For all outbreaks reported to CDC from 2008 to 2017, epidemiologic investigations were performed by local health departments with support from CDC. Investigations included interviews of dialysis facility staff, interviews of patients for HCV risk factors, review of patient charts, and review and observation of infection control practices at the facilities. A common finding from the investigations was that usually no single risk factor or single exposure was found to be associated with transmission of HCV. Newly infected patients were often found to have been treated in close proximity (both time and location) to a previously HCV infected patient in the clinic, either in an adjacent or nearby dialysis station during the same shift or sharing the same station during consecutive shifts.4348 In multiple investigations, transmission of HCV from a known CHC or previously HCV-infected patient in the same dialysis facility was confirmed by molecular testing showing closely related viruses.43,44,4648 For example, in one outbreak, a new HCV case was found to have been dialyzed in a station next to a previously-infected patient on the same shift and their viruses had high homology (99.66% of nucleotide identity). This finding, together with the absence of other HCV risk factors or common exposures outside of the dialysis setting, was strong evidence that the previously-infected patient was the source and dialysis-related healthcare transmission had occurred.43

Evidence from outbreaks suggests that transmission of HCV in dialysis facilities cannot be solely a function of machine contamination, but instead occurs through contamination of equipment, medications or other supplies, environmental surfaces, and/or healthcare worker hands as a result of poor infection control practices.26,48,49 These observed transmission patterns demonstrate that use of dedicated machines or institution of isolation precautions for HCV-infected patients (without correction of underlying infection control breaches) would not effectively halt transmission.50

4 |. FACTORS ASSOCIATED WITH HCV TRANSMISSION IN DIALYSIS FACILITIES

Multiple outbreak investigations which evaluated dialysis patient HCV risk factors and healthcare exposures, including dialysis treatment factors, identified dialysis facilities as the most likely setting where transmission occurred.4345,48 However, no single factor was identified as being associated with HCV transmission within a facility. In an epidemiologic study involving patients treated at 53 outpatient dialysis facilities in the United States, practices that were independently associated with facility HCV prevalence were failure to properly clean and disinfect priming receptacles between patients, handling blood specimens near medication preparation area and clean supplies, use of a mobile cart to deliver injection medications, and failure to clean and disinfect high-touch surfaces on dialysis machines between patients.48 This study also found high patient-to-staff ratio and increased baseline facility HCV prevalence to be associated with HCV transmission. Outbreak investigations have reported similar infection control breaches, especially in cleaning and disinfection of equipment and environmental surfaces, adherence to hand hygiene and glove use, vascular access care, and medication preparation and administration.4345,47,51 Infection control breaches identified during investigation of HCV outbreaks from 2008 to 2017 are shown in Table 1. Cleaning and disinfection of equipment and environmental surfaces were the most common breaches identified; breaches in more than one infection control category were identified in 71% of outbreaks.

TABLE 1.

Infection control breaches identified in hepatitis C outbreaks reported to the Centers for Disease Control and Prevention, 2008–2017 (N = 21)

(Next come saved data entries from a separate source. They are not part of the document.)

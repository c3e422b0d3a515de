//! Pre-flight token limit validation.
//!
//! Computes total estimated tokens across prompt, context, and history and
//! flags issues before the generation call, pairing each finding with an
//! actionable suggestion.

use scribeflow_core::message::ChatMessage;

use crate::TokenBudget;
use crate::token::{estimate_messages_tokens, estimate_tokens};

/// One finding with an actionable suggestion.
#[derive(Debug, Clone, PartialEq)]
pub struct TokenLimitIssue {
    pub issue: String,
    pub suggestion: String,
}

/// The result of a token limit validation pass.
#[derive(Debug, Clone)]
pub struct TokenLimitReport {
    /// True when no issue was found
    pub within_limits: bool,
    /// Total estimated tokens across prompt + context + history
    pub total_tokens: usize,
    /// Findings, each paired with a suggestion
    pub issues: Vec<TokenLimitIssue>,
}

/// Validate prompt, context, and history against the budget.
pub fn validate_token_limits(
    prompt: &str,
    context: &str,
    history: &[ChatMessage],
    budget: &TokenBudget,
) -> TokenLimitReport {
    let prompt_tokens = estimate_tokens(prompt);
    let context_tokens = estimate_tokens(context);
    let history_tokens = estimate_messages_tokens(history);
    let total_tokens = prompt_tokens + context_tokens + history_tokens;

    let mut issues = Vec::new();

    if total_tokens > budget.context_window {
        issues.push(TokenLimitIssue {
            issue: format!(
                "Total estimated tokens ({total_tokens}) exceed the context window ({})",
                budget.context_window
            ),
            suggestion: "Reduce attached context or let history optimization drop older turns"
                .into(),
        });
    }

    let response_headroom = budget.context_window.saturating_sub(total_tokens);
    if response_headroom < budget.max_tokens / 10 {
        issues.push(TokenLimitIssue {
            issue: format!(
                "Only {response_headroom} tokens of headroom remain for the response \
                 (below 10% of the {} completion budget)",
                budget.max_tokens
            ),
            suggestion: "Shorten the prompt or context to leave room for a complete response"
                .into(),
        });
    }

    if prompt_tokens > budget.max_tokens / 2 {
        issues.push(TokenLimitIssue {
            issue: format!(
                "Prompt alone is {prompt_tokens} tokens, over 50% of the {} token maximum",
                budget.max_tokens
            ),
            suggestion: "Move background detail out of the prompt and into context".into(),
        });
    }

    if context_tokens > budget.context_window * 3 / 10 {
        issues.push(TokenLimitIssue {
            issue: format!(
                "Context alone is {context_tokens} tokens, over 30% of the {} token window",
                budget.context_window
            ),
            suggestion: "Select a smaller region or rely on relevant-context retrieval".into(),
        });
    }

    TokenLimitReport {
        within_limits: issues.is_empty(),
        total_tokens,
        issues,
    }
}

Category of infection control practice Number of outbreaks with breaches identified (%) Examples of breaches observed
Multiple infection control breaches 15 (71.4) Combinations of examples below
Environmental cleaning and disinfection 14 (66.7) Cleaning and disinfection not done in a standard manner and thoroughness and vigorousness varied, cleaning when patients were still in chairs, a limited number of wipes were used, surfaces not kept visibly wet for the appropriate contacts time, moving the wipe from dirty areas back to cleaned areas, blood spills, and blood stains poorly cleaned4345,47,51
Hand hygiene and glove use 8 (38.0) Hand hygiene not performed and/or gloves not changed after contact with one patient and prior to contacting another patient, or between touching patients and environmental surfaces, inadequate duration and thoroughness of hand hygiene43,44,47,51
Injection medication preparation and administration 7 (33.3) Using a mobile cart for medications and supplies in treatment area, medication preparation and storage performed in contaminated areas, poor disinfection of catheter hubs and vial tops, used sharps discarded in an empty cardboard box rather than a puncture-proof sharps container, poor labeling of multi-dose vials, and use of single-dose vials (such as erythropoietin) for multiple patients4345
Separation of dirty and clean areas 7 (33.3) Storing clean supplies on potentially contaminated surfaces, having lab work done close to medication preparation areas, use of a mobile cart for medications and supplies in treatment area, failure to separate clean and dirty sinks44,45,47
Vascular access care practices 5 (23.8) Staff touching multiple objects prior to direct contact of the patient or patient’s catheter during steps of the vascular access procedure without glove change and hand hygiene in between, and with incomplete antisepsis/disinfection of access sites and catheter hubs43
No infection control breaches identified at the time of investigation 3 (14.3)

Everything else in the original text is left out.